Biopharmaceutics and Biologic Drugs

Biography

Biography: Jeanne Leblond

Abstract

RNA interference provides a targeted approach for silencing gene expression that may prove beneficial in the treatment of diseases such as cancer and genetic disorders. To ensure effective knockdown, siRNA must be entrapped and efficiently conveyed into the cytoplasm of cells. These hydrophilic nucleic acids have to cross the lipid-rich plasmatic and/or endosomal membrane, without being degraded into lysosomes.

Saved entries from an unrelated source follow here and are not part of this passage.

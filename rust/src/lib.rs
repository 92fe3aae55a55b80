//! B-tree ordered map with a configurable branching factor.
//!
//! This crate provides a classic B-tree: every node stores key-value pairs,
//! internal nodes own one more child than they have entries, and with
//! branching factor `k` every non-root node holds between `k` and `2k`
//! entries. Insertion splits overflowing nodes on the way back up from the
//! leaf, so all leaves always sit at the same depth.
//!
//! Keys are unique. Lookups of absent keys and re-insertion of present keys
//! are reported through [`BTreeError`].
//!
//! ```
//! use btree::BTree;
//!
//! let mut tree = BTree::new(2).unwrap();
//! for key in [10, 20, 5, 6, 8] {
//!     tree.insert(key, key.to_string()).unwrap();
//! }
//!
//! assert_eq!(tree.height(), 2);
//! assert_eq!(tree.get(&8).map(String::as_str), Ok("8"));
//! let keys: Vec<_> = tree.print().map(|(k, _)| *k).collect();
//! assert_eq!(keys, [5, 6, 8, 10, 20]);
//! ```

mod construction;
mod error;
mod get_operations;
mod insert_operations;
mod iteration;
mod node;
mod tree_structure;
mod types;
mod validation;

pub use construction::validate_branching_factor;
pub use error::{BTreeError, BTreeResult, BTreeResultExt, InitResult, KeyResult, ModifyResult};
pub use iteration::InOrderIter;
pub use types::{
    BTree, Entry, Node, DEFAULT_BRANCHING_FACTOR, MAX_BRANCHING_FACTOR, MIN_BRANCHING_FACTOR,
};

We have developed new pH-sensitive lipids able to change conformation upon protonation at endosomal pH values, leading to the disruption of the lipidic bilayer and thus to the fast release of the nucleic acids into the cytosol. The objective of this work was to design a fast-responding system at pH 5 while remaining stable at blood pH value and during storage. This was achieved by the design and synthesis of a series of switchable lipids, and their incorporation into lipid nanoparticle (LNP) composition. LNP complexed with siRNA exhibited high silencing efficiency, reaching up to 10% on HeLa cells, very similar to a commercial agent, with lower toxicity. Negative controls demonstrated that the improved efficiency was due to the conformational switch of the lipids. In vitro transfection potential was confirmed on various cells lines (HeLa, A549, Huh-7) and siRNA targets (GFP, PCSK9, survivin). In vivo applications are currently focused on liver disease, such as hypercholesterolemia. Indeed, liver targeting has been shown in mice by fluorescence imaging. This system has recently been able to reduce the LDL as well as HDL cholesterol blood levels of mice after a single i.v. injection of LNP/siRNA.